I guess for most Americans living today the sneak attack on Pearl Harbor on December 7, 1941, seems like ancient history. It does not seem like that to me. As I was growing up in the Sixties I was surrounded by adults who recalled Pearl Harbor. My father, who was 8 years old at the time of the attack, remembered the long lines the next morning in our small town of men waiting outside of the recruiting offices of the Army and Navy to join up. He also conveyed to me the shock of a nation one moment at peace, and the next morning at war. Until September 11, 2001, I really didn’t fully comprehend what my father was talking about.Â
It is important to recall Pearl Harbor to remember that the safety and security we enjoy can be wrenched from us so easily if we are not vigilant, and also to recall the 2350 Americans who died that day. I have written about one of them here, Father Aloysius Schmitt, a Navy chaplain, who died on the USS Oklahoma saving other men. These men deserve to be remembered and to have prayers said for their souls and today I will do both, and I hope you will join me.
Update: 15 men were awarded the Medal of Honor for their valor that day, 10 of the recipients dying that day.  One of the Medal of Honor winners, John Finn, is still alive recently turning 100. Go here to read about these very brave men.
Visited the Pearl Harbour monument with Sandy when we had 5 enjoyable days on Oahu back in 2002. The Arizona memorial is almost spooky, and leaves one very emotional.
I was 4 months conceived in my mother’s womb when Pearl Harbour happened. I was about 18 months old when dad left for Egypt to Maardi Military camp outside Cairo, after which he took part in the Italian Campaign. I have these distant, infant memories of him leaving.
“Tora.Tora.Tora” was a great movie about Pearl Harbour – much better than the recent ‘love story’ one.
Tora Tora Tora was a magnificent and accurate film Don. The last scene in which Admiral Yamamoto, played by the actor Soh Yamamura, says “I fear all we have done is to awaken a sleeping giant and fill him with a terrible resolve.” is truly remarkable. The words are probably apocryphal, although they accurately reflect Yamamoto’s view of the folly of Japan starting a war with the US. Yamamoto had studied in the US and he was well aware of the US industrial might, and thought that it was madness for Japan to attempt to beat the US. After the news of Pearl Harbor, while his officers were celebrating, Yamamoto was sunk in depression. He was a brilliant naval strategist who had the misfortune to implement an insane policy.
Was it really necessary for the USA to war with Japan? It seems the intelligent leaders of the Japanese military did not want a fight with us. It also seems that our military and populace did not want a fight with Japan.

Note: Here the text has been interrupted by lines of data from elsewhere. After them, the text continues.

//! edgestore: graph data service over an event-sourced core.

use clap::{Parser, Subcommand};

use edgestore::server::{init_tracing, serve};
use edgestore::{version, Config};

const DESCRIPTION: &str = "Edgestore: Distributed Graph Data Store";

#[derive(Parser)]
#[command(name = "edgestore", about = DESCRIPTION)]
struct Cli {
    #[command(subcommand)]
    command: Commands,
}

#[derive(Subcommand)]
enum Commands {
    /// Start the HTTP server
    Serve,
    /// Print the version and exit
    Version,
}

#[tokio::main]
async fn main() -> Result<(), Box<dyn std::error::Error>> {
    let cli = Cli::parse();

    match cli.command {
        Commands::Serve => {
            let config = Config::load()?;
            init_tracing(&config.server.logger_level, &config.server.logger_format);
            serve(config).await?;
        }
        Commands::Version => {
            version::print(DESCRIPTION);
        }
    }

    Ok(())
}
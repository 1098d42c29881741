//! Logger setup.

use tracing_subscriber::layer::SubscriberExt;
use tracing_subscriber::util::SubscriberInitExt;
use tracing_subscriber::EnvFilter;

/// Initialize the global tracing subscriber.
///
/// `level` is one of error, warn, info, debug, trace; `format` is `text` or
/// `json`. `RUST_LOG` overrides the configured level when set.
pub fn init_tracing(level: &str, format: &str) {
    let filter = EnvFilter::try_from_default_env().unwrap_or_else(|_| EnvFilter::new(level));

    let registry = tracing_subscriber::registry().with(filter);
    if format.eq_ignore_ascii_case("json") {
        registry
            .with(tracing_subscriber::fmt::layer().json())
            .init();
    } else {
        registry.with(tracing_subscriber::fmt::layer()).init();
    }
}
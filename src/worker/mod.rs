//! Bounded worker pool.
//!
//! Services push [`Job`]s into a bounded queue; the [`Dispatcher`] hands
//! each job to the next idle worker. Workers run jobs serially and log
//! failures. A job's outcome is never returned to the enqueuer, which is
//! what makes the services' writes write-behind. There is no ordering
//! guarantee between jobs on different workers; per-aggregate ordering is
//! enforced downstream by the event store's version check.

use std::thread;

use futures::future::BoxFuture;
use tokio::sync::mpsc;
use tracing::{debug, error, info};

use crate::errors::Result;

/// Number of workers a service runs by default: the logical CPU count.
pub fn default_workers() -> usize {
    thread::available_parallelism().map_or(1, |n| n.get())
}

/// Default capacity of a service's job queue. Enqueues block when the queue
/// is full, applying backpressure to the HTTP layer.
pub fn default_queue_size() -> usize {
    default_workers() * 4
}

/// A named unit of asynchronous work.
pub struct Job {
    name: String,
    task: BoxFuture<'static, Result<()>>,
}

impl Job {
    pub fn new(
        name: impl Into<String>,
        task: impl std::future::Future<Output = Result<()>> + Send + 'static,
    ) -> Self {
        Self {
            name: name.into(),
            task: Box::pin(task),
        }
    }

    pub fn name(&self) -> &str {
        &self.name
    }
}

/// One worker owning a single-slot job channel. The worker re-publishes its
/// sender to the shared pool before every task, so the dispatcher only ever
/// hands a job to an idle worker.
struct Worker {
    id: usize,
    pool: mpsc::Sender<mpsc::Sender<Job>>,
}

impl Worker {
    fn start(self) {
        tokio::spawn(async move {
            let (slot, mut jobs) = mpsc::channel::<Job>(1);
            loop {
                if self.pool.send(slot.clone()).await.is_err() {
                    break;
                }
                match jobs.recv().await {
                    Some(job) => {
                        debug!(worker = self.id, job = %job.name, "starting job");
                        if let Err(err) = job.task.await {
                            error!(worker = self.id, job = %job.name, error = %err, "job failed");
                        }
                    }
                    None => break,
                }
            }
            info!(worker = self.id, "worker stopped");
        });
    }
}

/// Feeds jobs from a shared bounded queue to a pool of workers.
pub struct Dispatcher {
    job_queue: mpsc::Receiver<Job>,
    max_workers: usize,
}

impl Dispatcher {
    pub fn new(job_queue: mpsc::Receiver<Job>, max_workers: usize) -> Self {
        Self {
            job_queue,
            max_workers,
        }
    }

    /// Spawn the workers and the dispatch loop. Workers terminate with the
    /// process; jobs carry no cancellation.
    pub fn run(self) {
        let (pool_tx, mut pool_rx) = mpsc::channel(self.max_workers);

        for id in 1..=self.max_workers {
            Worker {
                id,
                pool: pool_tx.clone(),
            }
            .start();
        }

        let mut queue = self.job_queue;
        tokio::spawn(async move {
            while let Some(job) = queue.recv().await {
                debug!(job = %job.name, "job dequeued");
                match pool_rx.recv().await {
                    Some(idle) => {
                        let _ = idle.send(job).await;
                    }
                    None => break,
                }
            }
        });
    }
}
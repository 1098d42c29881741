//! Cache contract used by the services.
//!
//! The cache stores one hash per aggregate under `{prefix}:{tenant}:{id}`,
//! and for associations additionally maintains a sorted set per
//! `(source, type)` whose members are association cache keys scored by
//! `updated_at` Unix time.

mod memory;
mod redis;

pub use memory::MemoryCache;
pub use redis::RedisCache;

use std::collections::HashMap;

use async_trait::async_trait;

use crate::errors::Result;
use crate::model::Id;

/// Cache key for an aggregate: `{prefix}:{tenant}:{id}`, with the prefix
/// omitted when empty.
pub fn cache_key(prefix: &str, id: &Id, tenant_id: &Id) -> String {
    if prefix.is_empty() {
        return format!("{tenant_id}:{id}");
    }

    format!("{prefix}:{tenant_id}:{id}")
}

/// Operations the services need from the primary cache.
#[async_trait]
pub trait Cache: Send + Sync {
    /// All fields of the hash at `key`; an empty map on miss.
    async fn get_hash(&self, key: &str) -> Result<HashMap<String, String>>;

    /// Overwrite the fields of the hash at `key`.
    async fn set_hash(&self, key: &str, fields: HashMap<String, String>) -> Result<()>;

    /// Insert-or-update `member` in the sorted set at `key`.
    async fn zadd(&self, key: &str, member: &str, score: f64) -> Result<()>;

    /// Remove `key`.
    async fn del(&self, key: &str) -> Result<()>;

    /// Liveness probe.
    async fn ping(&self) -> Result<()>;

    /// Release client-side resources.
    async fn shutdown(&self) -> Result<()>;
}
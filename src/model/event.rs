//! Event contract.

use chrono::{DateTime, Utc};
use serde::{Deserialize, Serialize};

use super::{Id, Version};

/// A change that happened to an aggregate.
///
/// `(event_id, tenant_id, version)` uniquely identifies an event.
pub trait Event {
    /// The id of the aggregate the event belongs to.
    fn event_id(&self) -> &Id;

    /// The tenant that owns the aggregate.
    fn event_tenant_id(&self) -> &Id;

    /// The incremental version of the event within the aggregate's history.
    fn event_version(&self) -> Version;

    /// When the event was created.
    fn event_at(&self) -> Option<DateTime<Utc>>;
}

/// Embeddable base for event types. Flattened into the event payload so the
/// serialized form carries `id`, `tenant_id`, `version`, and `at` alongside
/// the event's own fields.
#[derive(Debug, Clone, Default, PartialEq, Serialize, Deserialize)]
pub struct EventModel {
    /// Aggregate id.
    pub id: Id,

    /// Owner of the aggregate.
    pub tenant_id: Id,

    /// Incremental version of the event.
    pub version: Version,

    /// Creation time of the event.
    pub at: Option<DateTime<Utc>>,
}

impl Event for EventModel {
    fn event_id(&self) -> &Id {
        &self.id
    }

    fn event_tenant_id(&self) -> &Id {
        &self.tenant_id
    }

    fn event_version(&self) -> Version {
        self.version
    }

    fn event_at(&self) -> Option<DateTime<Utc>> {
        self.at
    }
}
//! Append-only event storage and the aggregate repository built on it.
//!
//! A [`Store`] persists serialized [`Record`]s per `(aggregate id, tenant
//! id)`. Two backends share identical semantics:
//! - [`MemoryStore`]: in-process map behind a lock
//! - [`PgStore`]: PostgreSQL `records` table with a unique
//!   `(aggregate_id, tenant_id, version)` index
//!
//! The [`Repository`] replays histories into aggregates and turns commands
//! into appended events.

mod memory;
mod postgres;
mod repository;
mod serializer;

pub use memory::MemoryStore;
pub use postgres::PgStore;
pub use repository::{Aggregate, Observer, Repository};
pub use serializer::JsonSerializer;

use async_trait::async_trait;
use chrono::{DateTime, Utc};

use crate::errors::Result;
use crate::model::{Id, Version};

/// Serialized representation of an event.
#[derive(Debug, Clone, PartialEq)]
pub struct Record {
    /// Aggregate the event belongs to.
    pub aggregate_id: Id,

    /// Owner of the aggregate.
    pub tenant_id: Id,

    /// Version associated with the serialized event.
    pub version: Version,

    /// The event in serialized form.
    pub data: Vec<u8>,

    /// When the record was created.
    pub created_at: DateTime<Utc>,
}

/// The version-ordered records of one aggregate.
pub type History = Vec<Record>;

/// Append-only event persistence, keyed by `(aggregate id, tenant id)`.
///
/// Saving a batch whose versions collide with already-persisted records
/// succeeds as a no-op when the colliding range is byte-identical, and fails
/// with an `Internal` conflict when it diverges; retrying a successful save
/// is therefore always safe. Concurrent appends racing for the same version
/// are resolved by the backend's uniqueness guarantee: one wins, the losers
/// see the conflict error.
#[async_trait]
pub trait Store: Send + Sync {
    /// Load the history of events between `from_version` and `to_version`
    /// inclusive, ascending by version. When `to_version` is 0, all events
    /// from `from_version` on are loaded. An empty history is `NotFound`.
    async fn load(
        &self,
        aggregate_id: &Id,
        tenant_id: &Id,
        from_version: Version,
        to_version: Version,
    ) -> Result<History>;

    /// Append the records to the aggregate's history. Empty input is a
    /// no-op.
    async fn save(&self, aggregate_id: &Id, tenant_id: &Id, records: Vec<Record>) -> Result<()>;
}

/// Whether a batch matches the persisted range it collides with.
///
/// Compares version and payload bytes; the persistence timestamp is assigned
/// by the store and plays no part in equality.
pub(crate) fn records_match(batch: &[Record], persisted: &[Record]) -> bool {
    batch.len() == persisted.len()
        && batch
            .iter()
            .zip(persisted)
            .all(|(b, p)| b.version == p.version && b.data == p.data)
}
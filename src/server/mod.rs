//! HTTP server: router, middleware stack, startup and shutdown.

mod error;
mod handlers;
mod logger;
mod middleware;

pub use error::ErrorResponse;
pub use logger::init_tracing;
pub use middleware::{MakeRequestUuid, Tenant, TENANT_HEADER};

use std::sync::Arc;

use axum::http::Method;
use axum::routing::{get, post};
use axum::Router;
use tokio::net::TcpListener;
use tokio::sync::watch;
use tower_http::cors::{Any, CorsLayer};
use tower_http::request_id::{PropagateRequestIdLayer, SetRequestIdLayer};
use tower_http::timeout::TimeoutLayer;
use tower_http::trace::TraceLayer;
use tracing::{info, warn};

use crate::association::{AssociationService, AssociationServiceConfig};
use crate::cache::{Cache, MemoryCache, RedisCache};
use crate::config::Config;
use crate::entity::{EntityService, EntityServiceConfig};
use crate::eventstore::{MemoryStore, PgStore, Store};

/// Route prefix of the REST API.
pub const API_PREFIX: &str = "/api/v1";

/// Cache-key prefix for all cached aggregates.
pub const CACHE_KEY_PREFIX: &str = "edgestore";

/// Failures while bringing the service up.
#[derive(Debug, thiserror::Error)]
pub enum ServeError {
    #[error("configuration error: {0}")]
    Config(#[from] config::ConfigError),

    #[error("core error: {0}")]
    Core(#[from] crate::errors::Error),

    #[error("I/O error: {0}")]
    Io(#[from] std::io::Error),
}

/// Shared state of the REST handlers.
#[derive(Clone)]
pub struct AppState {
    pub entities: EntityService,
    pub associations: AssociationService,
}

/// Build the axum router (separated for testing).
pub fn router(state: AppState) -> Router {
    let cors = CorsLayer::new()
        .allow_origin(Any)
        .allow_methods([
            Method::GET,
            Method::POST,
            Method::PUT,
            Method::DELETE,
            Method::OPTIONS,
        ])
        .allow_headers(Any);

    Router::new()
        .route("/", get(handlers::root))
        .route("/api/v1/entities", post(handlers::create_entity))
        .route(
            "/api/v1/entities/{id}",
            get(handlers::get_entity)
                .put(handlers::update_entity)
                .delete(handlers::delete_entity),
        )
        .route("/api/v1/associations", post(handlers::create_association))
        .route(
            "/api/v1/associations/{id}",
            get(handlers::get_association)
                .put(handlers::update_association)
                .delete(handlers::delete_association),
        )
        .fallback(handlers::not_found)
        .layer(SetRequestIdLayer::x_request_id(MakeRequestUuid))
        .layer(PropagateRequestIdLayer::x_request_id())
        .layer(TraceLayer::new_for_http())
        .layer(cors)
        .with_state(state)
}

/// Build the application state over the given store and cache.
pub fn app_state(store: Arc<dyn Store>, cache: Arc<dyn Cache>) -> AppState {
    let entities = EntityService::new(EntityServiceConfig {
        cache: Arc::clone(&cache),
        cache_key_prefix: CACHE_KEY_PREFIX.to_string(),
        store: Arc::clone(&store),
        observers: Vec::new(),
    });

    let associations = AssociationService::new(AssociationServiceConfig {
        cache,
        cache_key_prefix: CACHE_KEY_PREFIX.to_string(),
        store,
        observers: Vec::new(),
    });

    AppState {
        entities,
        associations,
    }
}

/// Start the service and serve until SIGINT/SIGTERM.
///
/// Uses the Postgres event store when a database URL is configured and the
/// in-memory store otherwise. In-flight requests get the configured shutdown
/// grace period.
pub async fn serve(config: Config) -> Result<(), ServeError> {
    let store: Arc<dyn Store> = match &config.database {
        Some(url) => {
            let store = PgStore::connect(url).await?;
            store.init().await?;
            Arc::new(store)
        }
        None => {
            info!("no database configured, using the in-memory event store");
            Arc::new(MemoryStore::new())
        }
    };

    let cache: Arc<dyn Cache> = match RedisCache::connect(&config.cache).await {
        Ok(cache) => {
            cache.ping().await?;
            info!(url = %config.cache, "connected to cache");
            Arc::new(cache)
        }
        Err(err) => {
            warn!(url = %config.cache, error = %err, "cache unreachable, using the in-memory cache");
            Arc::new(MemoryCache::new())
        }
    };

    let state = app_state(store, Arc::clone(&cache));
    let app = router(state).layer(TimeoutLayer::new(config.server.write_timeout()));

    let listener = TcpListener::bind(("0.0.0.0", config.server.http_port)).await?;
    info!(port = config.server.http_port, "listening and serving HTTP");

    // One watch channel feeds both the graceful-shutdown future and the
    // grace-period watchdog.
    let (shutdown_tx, shutdown_rx) = watch::channel(false);
    tokio::spawn(async move {
        shutdown_signal().await;
        let _ = shutdown_tx.send(true);
    });

    let mut graceful_rx = shutdown_rx.clone();
    let server = axum::serve(listener, app).with_graceful_shutdown(async move {
        let _ = graceful_rx.changed().await;
        info!("shutdown signal received");
    });

    let mut watchdog_rx = shutdown_rx;
    let grace = config.server.shutdown_timeout();
    tokio::select! {
        result = server => result?,
        _ = async move {
            let _ = watchdog_rx.changed().await;
            tokio::time::sleep(grace).await;
        } => {
            warn!("graceful shutdown timed out, exiting");
        }
    }

    cache.shutdown().await?;
    info!("edgestore stopped");

    Ok(())
}

async fn shutdown_signal() {
    let ctrl_c = async {
        let _ = tokio::signal::ctrl_c().await;
    };

    #[cfg(unix)]
    let terminate = async {
        match tokio::signal::unix::signal(tokio::signal::unix::SignalKind::terminate()) {
            Ok(mut signal) => {
                signal.recv().await;
            }
            Err(_) => std::future::pending().await,
        }
    };

    #[cfg(not(unix))]
    let terminate = std::future::pending::<()>();

    tokio::select! {
        _ = ctrl_c => {},
        _ = terminate => {},
    }
}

Clearly it was necessary for us to destroy Nazi Germany but how does it make sense that we were allies with Stalin and antagonizing the Japanese? After the war we basically handed China over to the Communists. So we ended up supporting Stalin and Mao while dropping nuclear bombs on the two Japanese cities with the largest Christian populations. Not to mention handing Poland and eastern Europe to the Communists. Hmm. . . Something stinks.
Sacrificing Christians and supporting Communists – that doesn’t seem very American, at least not a Christian (although Protestant) America – it certainly lines up with a Masonic America though. At least it gets you thinking.
May God have Mercy on us and may the dead of Pearl and WWII requiescant in pace.
“Was it really necessary for the USA to war with Japan?”
After Pearl Harbor most certainly. We “antagonized” the Japanese by refusing to sell them the raw material they needed to conquer China, a war they started in 1937. The Japanese slaughtered 20,000,000 civilians in their attempt to conquer East Asia. I am quite glad we stopped them.
As to Mao, we never supported him, and our support for Stalin was a wartime alliance of convenience that ended with the war.
Donald,
I am not saying we should have supported the Japanese either. Support is sometimes given simply by looking the other way.
History is not as simple as we are lead to beleive and their was a Communist conspiracy in play before Marx even wrote the manifesto. It did not end with Gorbachev, it simply came to be known by another name: neo-progressivism (containing Critical Theory, environmentalism, anti-Americanism, anti-Catholicism, anti-human, nihilism), or, the Obama-Pelosi-Reid Axis of Evil.
The lessons of Pearl Harbor are as valuable today as they were the day after the attack. The context of that day with the end of War in the Pacific is grizzly.